Geschichte des Tages: Andrea Riemer: Rebellin – auf immer

Geschichte des Tages: Andrea Riemer: Rebellin – auf immer

20.03.2017

Rebellin – auf immer

Das Anderssein und Nichtdazugehören ist mir in die Wiege gelegt. … Jahrzehnte habe ich dafür gebraucht, um dies anzunehmen. Erkannt hatte ich es bereits vor vielen Jahren. Jedoch – was tun mit all den Generationenfixierungen, mit den gutgemeinten Ratschlägen, sich anzupassen. Und es rebellierte in mir mehr und mehr.

„Derjenige, der der Masse folgt, wird normalerweise nicht weiter kommen als die Masse selbst. Derjenige, der alleine läuft, wird wahrscheinlich an Orte kommen, an denen zuvor noch niemand gewesen ist.” Die Sätze stammt von einem der wohl eigenwilligsten Menschen, Albert Einstein – und ich liebe seine Gedanken und Impulse, nicht nur weil ich ein Quantentheoriefreak seit 30 Jahren bin. Sie sind meine Lebensmaxime – Erkenntnisse und Erfahrungen aller Art inbegriffen.

Also – wie lief das mit dem Masken fallen lassen, seit ich allen Mut dazu gefasst hatte? Nun ja, einfach war es gewiss nicht. Es war manches Mal ein schmerzhaftes Spiel, alle Verletzungen, die man sich so vorstellen kann, inbegriffen. Doch ich trage diese Narben mit Stolz. Sie erinnern mich, wer ich geworden bin.

Denn – wo ich hinkomme – die Etikette war bereits vorbereitet: Unangepasst, Pionierin, anders, neugierig, mutig, ungeduldig, neugierig über alle Grenzen gehend, alleine und allein gelassen, beneidet, bewundert, immer kritisch, fragend, in der Antwort zögernd, scheiternd, fallend und das eine Mal öfter aufstehend als die Meute, die mich jagt.

Unwillkommen, nicht ernst genommen, leise und laut zu gleich, weil Stimmen unterschiedliche Dimensionen annehmen können, anders, Vorreiterin, mutig, uneinnehmbar und unvereinnahmbar, grenzüberschreitend, alleine und allein gelassen, beneidet, ver-nadert, gescholten, bewundert, enthusiastisch, wagend, scheiternd, fallend und das eine Mal öfter aufstehend als die Meute, die sie jagt.

Wagen, wo keiner es wagt, nein zu sagen, wo keiner nein sagt, zweifeln wo alle anderen gläubig mit den Lemmingen nachlaufen, alleine dastehen, wo alle anderen gefällig mittun, loben wo andere Bedenkenträger sind, schenken und geben, wo der Rest wartet und geizt, anfangen wo alle andere stehen und warten, was geschieht, ja sagen, wo der Rest nur schweigen übrig hat, staunen wo alle anderen nur achtlos vorbeilaufen, aufstehen wo die Mehrheit sitzen bleibt und schweigt, riskieren wo man feig sich zurücknimmt, das Wort erheben wo alle sich ducken, Fehler machen und dazu – meine Devise.

Aufbrechen und die Welt verändern, jetzt, gleich, Ich weiß was ich will, jetzt, gleich, weg aus dem Zirkus und der Übertreibung, weg aus der Verzerrung, hin in die Stille, die Ruhe, den Frieden, die Seele, …

Ich kann nicht anders.
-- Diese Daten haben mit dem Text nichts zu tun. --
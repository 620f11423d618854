//! # 同步对象资源表
//!
//! ## Overview
//! 内核向用户程序暴露同步原语时，通常以 **进程私有资源表** 的形式
//! 管理它们：每个进程维护独立的 semaphore / lock / condvar 列表，
//! 用户程序只拿到列表下标作为句柄。
//!
//! ## Safety
//! - 所有对表的访问都通过 `UPIntrFreeCell` 完成
//! - 在调用可能阻塞的操作（`down` / `acquire` / `wait`）前，
//!   先把对象的 `Arc` 克隆出来并归还表的借用，避免睡眠时仍借用着表
//!
//! ## Invariants
//! - 列表中 `Some(Arc<T>)` 表示已分配对象，`None` 表示可复用的空槽位
//! - 句柄越界或指向空槽位属于调用者 bug，直接 panic
//!
//! ## Behavior
//! - 创建时优先复用下标最小的空槽位
//! - `*_destroy` 先做对象自身的销毁检查再清空槽位；
//!   仍在途的使用者持有 `Arc`，对象在最后一个引用消失时才真正释放

use alloc::sync::Arc;
use alloc::vec::Vec;

use log::trace;

use super::{Condvar, Lock, Semaphore, UPIntrFreeCell};
use crate::config::TABLE_INIT_CAPACITY;
use crate::error::SyncResult;

/// 按句柄管理同步对象的资源表
pub struct SyncTable {
    inner: UPIntrFreeCell<SyncTableInner>,
}

struct SyncTableInner {
    semaphore_list: Vec<Option<Arc<Semaphore>>>,
    lock_list: Vec<Option<Arc<Lock>>>,
    condvar_list: Vec<Option<Arc<Condvar>>>,
}

/// 放入最小的空槽位，没有空槽位时追加
fn insert_slot<T>(list: &mut Vec<Option<T>>, item: T) -> SyncResult<usize> {
    if let Some(id) = list.iter().position(Option::is_none) {
        list[id] = Some(item);
        return Ok(id);
    }
    list.try_reserve(1)?;
    list.push(Some(item));
    Ok(list.len() - 1)
}

fn get_slot<T>(list: &[Option<Arc<T>>], kind: &str, id: usize) -> Arc<T> {
    match list.get(id) {
        Some(Some(item)) => Arc::clone(item),
        _ => panic!("invalid {} handle {}", kind, id),
    }
}

fn take_slot<T>(list: &mut [Option<Arc<T>>], kind: &str, id: usize) -> Arc<T> {
    match list.get_mut(id).and_then(Option::take) {
        Some(item) => item,
        None => panic!("invalid {} handle {}", kind, id),
    }
}

impl SyncTable {
    pub fn new() -> SyncResult<Self> {
        let mut inner = SyncTableInner {
            semaphore_list: Vec::new(),
            lock_list: Vec::new(),
            condvar_list: Vec::new(),
        };
        inner.semaphore_list.try_reserve(TABLE_INIT_CAPACITY)?;
        inner.lock_list.try_reserve(TABLE_INIT_CAPACITY)?;
        inner.condvar_list.try_reserve(TABLE_INIT_CAPACITY)?;
        Ok(Self {
            inner: unsafe { UPIntrFreeCell::new(inner) },
        })
    }

    fn semaphore(&self, id: usize) -> Arc<Semaphore> {
        get_slot(&self.inner.exclusive_access().semaphore_list, "semaphore", id)
    }

    fn lock(&self, id: usize) -> Arc<Lock> {
        get_slot(&self.inner.exclusive_access().lock_list, "lock", id)
    }

    fn condvar(&self, id: usize) -> Arc<Condvar> {
        get_slot(&self.inner.exclusive_access().condvar_list, "condvar", id)
    }

    /// 创建一个信号量，返回其句柄
    pub fn semaphore_create(&self, name: &str, res_count: usize) -> SyncResult<usize> {
        let sem = Arc::new(Semaphore::new(name, res_count)?);
        let id = insert_slot(&mut self.inner.exclusive_access().semaphore_list, sem)?;
        trace!("semaphore handle {} allocated", id);
        Ok(id)
    }

    pub fn semaphore_down(&self, sem_id: usize) {
        let sem = self.semaphore(sem_id);
        sem.down();
    }

    pub fn semaphore_up(&self, sem_id: usize) {
        self.semaphore(sem_id).up();
    }

    pub fn semaphore_count(&self, sem_id: usize) -> usize {
        self.semaphore(sem_id).count()
    }

    pub fn semaphore_destroy(&self, sem_id: usize) {
        let mut inner = self.inner.exclusive_access();
        get_slot(&inner.semaphore_list, "semaphore", sem_id).assert_no_sleepers();
        take_slot(&mut inner.semaphore_list, "semaphore", sem_id);
    }

    /// 创建一个互斥锁，返回其句柄
    pub fn lock_create(&self, name: &str) -> SyncResult<usize> {
        let lock = Arc::new(Lock::new(name)?);
        let id = insert_slot(&mut self.inner.exclusive_access().lock_list, lock)?;
        trace!("lock handle {} allocated", id);
        Ok(id)
    }

    pub fn lock_acquire(&self, lock_id: usize) {
        let lock = self.lock(lock_id);
        lock.acquire();
    }

    pub fn lock_release(&self, lock_id: usize) {
        self.lock(lock_id).release();
    }

    pub fn lock_held(&self, lock_id: usize) -> bool {
        self.lock(lock_id).held_by_current()
    }

    pub fn lock_destroy(&self, lock_id: usize) {
        let mut inner = self.inner.exclusive_access();
        get_slot(&inner.lock_list, "lock", lock_id).assert_idle();
        take_slot(&mut inner.lock_list, "lock", lock_id);
    }

    /// 创建一个条件变量，返回其句柄
    pub fn condvar_create(&self, name: &str) -> SyncResult<usize> {
        let condvar = Arc::new(Condvar::new(name)?);
        let id = insert_slot(&mut self.inner.exclusive_access().condvar_list, condvar)?;
        trace!("condvar handle {} allocated", id);
        Ok(id)
    }

    /// 在条件变量上等待，并释放 / 重新获取指定互斥锁
    pub fn condvar_wait(&self, condvar_id: usize, lock_id: usize) {
        let condvar = self.condvar(condvar_id);
        let lock = self.lock(lock_id);
        condvar.wait(&lock);
    }

    pub fn condvar_signal(&self, condvar_id: usize, lock_id: usize) {
        let condvar = self.condvar(condvar_id);
        let lock = self.lock(lock_id);
        condvar.signal(&lock);
    }

    pub fn condvar_broadcast(&self, condvar_id: usize, lock_id: usize) {
        let condvar = self.condvar(condvar_id);
        let lock = self.lock(lock_id);
        condvar.broadcast(&lock);
    }

    pub fn condvar_waiting(&self, condvar_id: usize) -> usize {
        self.condvar(condvar_id).waiting_count()
    }

    pub fn condvar_destroy(&self, condvar_id: usize) {
        let mut inner = self.inner.exclusive_access();
        get_slot(&inner.condvar_list, "condvar", condvar_id).assert_idle();
        take_slot(&mut inner.condvar_list, "condvar", condvar_id);
    }
}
Es ist mir offenbar in die Hand geschrieben. Das ist die Rebellin, bleibt die Rebellin … Gottseidank.

Alles drängt in mir, drängt in dir. Wo laufen wir hin? Weg ist nicht möglich. Wir drehen uns im Kreis. Ich gemeinsam mit diesen Gedanken, die hämmern, bohren, ziehen, drücken, in alle Richtungen laufen und doch im Rondo bleiben.

Gedanken ohne Ziel, ohne Ende, endlos – ohne Wenn und Aber – kompromisslos, aus dem Sein gelebt. Stehen. Das ist die Rebellin, bleibt die Rebellin … und kann auch der Rebell sein … jenseits dieser Gedanken.

Und … Was ist in Deine Hand geschrieben?